#### Task objective:
Nothing in the data may be altered; the answer is a verbatim copy of it.

#### Entries shown:

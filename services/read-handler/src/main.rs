//! qbiz Read Handler
//!
//! Reads a handler request JSON document from stdin, reads the addressed
//! Application from the remote service and writes the resulting progress
//! event JSON to stdout. Logs go to stderr.

use anyhow::{Context, Result};
use qbiz_read_handler::{config::Config, invoke, logging, HttpApplicationApi};
use qbiz_reconcile::ReadHandler;
use tokio::io::{AsyncReadExt, AsyncWriteExt};
use tracing::info;

#[tokio::main]
async fn main() -> Result<()> {
    // Load configuration
    let config = Config::from_env()?;

    // Initialize tracing
    logging::init(&config.log_level)?;

    info!(
        endpoint_url = %config.endpoint_url,
        request_timeout_secs = config.request_timeout.as_secs(),
        "Configuration loaded"
    );

    let api = HttpApplicationApi::new(&config)?;
    let handler = ReadHandler::new(api);

    let mut input = String::new();
    tokio::io::stdin()
        .read_to_string(&mut input)
        .await
        .context("Failed to read request from stdin")?;

    let event = invoke(&handler, &input).await;
    info!(status = %event.status, "Read handler finished");

    let mut output = serde_json::to_vec(&event).context("Failed to serialize progress event")?;
    output.push(b'\n');

    let mut stdout = tokio::io::stdout();
    stdout.write_all(&output).await?;
    stdout.flush().await?;

    Ok(())
}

#### Expected answer:
filename services/read-handler/src/main.rs
//! qbiz Read Handler
//!
//! Reads a handler request JSON document from stdin, reads the addressed
//! Application from the remote service and writes the resulting progress
//! event JSON to stdout. Logs go to stderr.

use anyhow::{Context, Result};
use qbiz_read_handler::{config::Config, invoke, logging, HttpApplicationApi};
use qbiz_reconcile::ReadHandler;
use tokio::io::{AsyncReadExt, AsyncWriteExt};
use tracing::info;

#[tokio::main]
async fn main() -> Result<()> {
    // Load configuration
    let config = Config::from_env()?;

    // Initialize tracing
    logging::init(&config.log_level)?;

    info!(
        endpoint_url = %config.endpoint_url,
        request_timeout_secs = config.request_timeout.as_secs(),
        "Configuration loaded"
    );

    let api = HttpApplicationApi::new(&config)?;
    let handler = ReadHandler::new(api);

    let mut input = String::new();
    tokio::io::stdin()
        .read_to_string(&mut input)
        .await
        .context("Failed to read request from stdin")?;

    let event = invoke(&handler, &input).await;
    info!(status = %event.status, "Read handler finished");

    let mut output = serde_json::to_vec(&event).context("Failed to serialize progress event")?;
    output.push(b'\n');

    let mut stdout = tokio::io::stdout();
    stdout.write_all(&output).await?;
    stdout.flush().await?;

    Ok(())
}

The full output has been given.